### EXERCISE DETAILS
Keep to one stretch of the data below, the lines from the one with "#[derive(Debug, thiserror::Error)]" up to and including the one with "let mut settings = Self", and return that stretch exactly.

Dataset records

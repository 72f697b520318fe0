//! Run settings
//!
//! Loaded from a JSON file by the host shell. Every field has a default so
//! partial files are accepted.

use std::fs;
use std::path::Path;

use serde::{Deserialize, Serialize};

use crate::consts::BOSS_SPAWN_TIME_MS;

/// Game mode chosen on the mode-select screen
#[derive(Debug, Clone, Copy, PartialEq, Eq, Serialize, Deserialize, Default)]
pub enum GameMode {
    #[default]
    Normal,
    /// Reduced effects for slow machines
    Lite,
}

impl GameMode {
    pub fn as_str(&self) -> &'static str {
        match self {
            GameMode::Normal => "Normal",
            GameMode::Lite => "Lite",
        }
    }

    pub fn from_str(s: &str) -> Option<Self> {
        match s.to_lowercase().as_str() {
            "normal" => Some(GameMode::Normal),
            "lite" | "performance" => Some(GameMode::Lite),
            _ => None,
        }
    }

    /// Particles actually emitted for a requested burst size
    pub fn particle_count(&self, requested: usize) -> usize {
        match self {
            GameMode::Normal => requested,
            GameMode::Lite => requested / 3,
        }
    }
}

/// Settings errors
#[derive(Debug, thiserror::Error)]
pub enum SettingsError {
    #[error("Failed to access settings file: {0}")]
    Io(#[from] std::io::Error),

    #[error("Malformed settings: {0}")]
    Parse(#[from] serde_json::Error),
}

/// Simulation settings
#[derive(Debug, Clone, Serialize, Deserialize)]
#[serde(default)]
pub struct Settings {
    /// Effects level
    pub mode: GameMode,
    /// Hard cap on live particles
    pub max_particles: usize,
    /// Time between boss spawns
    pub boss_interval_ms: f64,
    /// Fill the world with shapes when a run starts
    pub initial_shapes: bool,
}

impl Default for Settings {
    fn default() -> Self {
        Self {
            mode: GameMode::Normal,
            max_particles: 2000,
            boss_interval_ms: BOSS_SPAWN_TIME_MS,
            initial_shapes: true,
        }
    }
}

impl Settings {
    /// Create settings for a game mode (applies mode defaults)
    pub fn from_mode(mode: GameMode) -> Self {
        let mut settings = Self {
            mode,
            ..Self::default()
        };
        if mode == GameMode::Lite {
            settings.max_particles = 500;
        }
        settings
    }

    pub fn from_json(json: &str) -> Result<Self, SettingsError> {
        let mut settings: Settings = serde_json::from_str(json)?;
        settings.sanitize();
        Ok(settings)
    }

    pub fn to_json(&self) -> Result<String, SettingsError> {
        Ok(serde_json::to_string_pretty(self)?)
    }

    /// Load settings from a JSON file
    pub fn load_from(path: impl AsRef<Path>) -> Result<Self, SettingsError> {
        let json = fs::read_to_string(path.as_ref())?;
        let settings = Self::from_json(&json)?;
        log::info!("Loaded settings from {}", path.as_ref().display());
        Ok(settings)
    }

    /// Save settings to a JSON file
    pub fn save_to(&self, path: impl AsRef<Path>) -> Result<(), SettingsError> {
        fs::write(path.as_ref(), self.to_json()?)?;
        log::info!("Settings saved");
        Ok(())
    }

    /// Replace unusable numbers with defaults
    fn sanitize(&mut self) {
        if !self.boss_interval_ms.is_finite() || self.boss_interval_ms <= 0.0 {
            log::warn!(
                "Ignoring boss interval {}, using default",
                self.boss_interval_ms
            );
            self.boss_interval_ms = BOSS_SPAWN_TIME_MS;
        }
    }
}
---
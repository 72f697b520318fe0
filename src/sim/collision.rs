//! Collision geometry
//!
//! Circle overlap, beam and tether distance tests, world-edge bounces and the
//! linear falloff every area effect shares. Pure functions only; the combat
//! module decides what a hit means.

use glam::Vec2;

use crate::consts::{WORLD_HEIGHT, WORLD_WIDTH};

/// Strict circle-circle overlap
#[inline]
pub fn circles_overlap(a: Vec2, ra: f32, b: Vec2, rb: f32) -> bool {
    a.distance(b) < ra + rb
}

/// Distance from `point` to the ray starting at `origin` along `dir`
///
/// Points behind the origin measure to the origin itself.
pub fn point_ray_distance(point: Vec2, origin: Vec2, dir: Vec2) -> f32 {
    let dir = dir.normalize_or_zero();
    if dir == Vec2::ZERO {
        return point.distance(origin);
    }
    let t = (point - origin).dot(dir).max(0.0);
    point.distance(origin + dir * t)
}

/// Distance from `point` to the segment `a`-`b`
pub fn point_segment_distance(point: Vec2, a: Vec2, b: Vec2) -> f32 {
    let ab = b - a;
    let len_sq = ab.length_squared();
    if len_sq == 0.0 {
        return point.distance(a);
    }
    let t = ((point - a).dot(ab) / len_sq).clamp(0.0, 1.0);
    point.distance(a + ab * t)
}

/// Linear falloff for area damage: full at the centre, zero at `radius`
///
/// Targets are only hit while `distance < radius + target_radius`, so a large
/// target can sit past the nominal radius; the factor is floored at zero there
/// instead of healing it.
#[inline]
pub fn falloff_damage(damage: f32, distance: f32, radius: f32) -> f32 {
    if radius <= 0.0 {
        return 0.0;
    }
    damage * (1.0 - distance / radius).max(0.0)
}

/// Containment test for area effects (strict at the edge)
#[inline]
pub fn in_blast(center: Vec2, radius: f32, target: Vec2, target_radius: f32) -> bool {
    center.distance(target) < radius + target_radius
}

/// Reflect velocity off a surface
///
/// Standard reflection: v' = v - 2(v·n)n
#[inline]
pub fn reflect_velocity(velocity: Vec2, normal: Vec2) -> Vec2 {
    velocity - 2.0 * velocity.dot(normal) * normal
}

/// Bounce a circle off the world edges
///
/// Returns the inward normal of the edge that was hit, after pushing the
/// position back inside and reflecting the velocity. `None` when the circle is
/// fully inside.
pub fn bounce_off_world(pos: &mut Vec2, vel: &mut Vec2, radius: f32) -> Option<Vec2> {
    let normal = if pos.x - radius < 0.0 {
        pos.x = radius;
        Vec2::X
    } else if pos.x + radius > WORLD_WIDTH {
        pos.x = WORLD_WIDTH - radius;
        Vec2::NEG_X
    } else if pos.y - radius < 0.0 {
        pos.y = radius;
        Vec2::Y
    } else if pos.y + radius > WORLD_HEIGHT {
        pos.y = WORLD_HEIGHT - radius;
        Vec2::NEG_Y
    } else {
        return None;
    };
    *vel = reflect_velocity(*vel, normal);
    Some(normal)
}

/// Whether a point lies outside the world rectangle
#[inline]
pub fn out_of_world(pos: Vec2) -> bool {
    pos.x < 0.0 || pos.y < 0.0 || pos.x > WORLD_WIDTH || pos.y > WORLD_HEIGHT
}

### ANSWER TO THIS PROBLEM
#[derive(Debug, thiserror::Error)]
pub enum SettingsError {
    #[error("Failed to access settings file: {0}")]
    Io(#[from] std::io::Error),

    #[error("Malformed settings: {0}")]
    Parse(#[from] serde_json::Error),
}

/// Simulation settings
#[derive(Debug, Clone, Serialize, Deserialize)]
#[serde(default)]
pub struct Settings {
    /// Effects level
    pub mode: GameMode,
    /// Hard cap on live particles
    pub max_particles: usize,
    /// Time between boss spawns
    pub boss_interval_ms: f64,
    /// Fill the world with shapes when a run starts
    pub initial_shapes: bool,
}

impl Default for Settings {
    fn default() -> Self {
        Self {
            mode: GameMode::Normal,
            max_particles: 2000,
            boss_interval_ms: BOSS_SPAWN_TIME_MS,
            initial_shapes: true,
        }
    }
}

impl Settings {
    /// Create settings for a game mode (applies mode defaults)
    pub fn from_mode(mode: GameMode) -> Self {
        let mut settings = Self {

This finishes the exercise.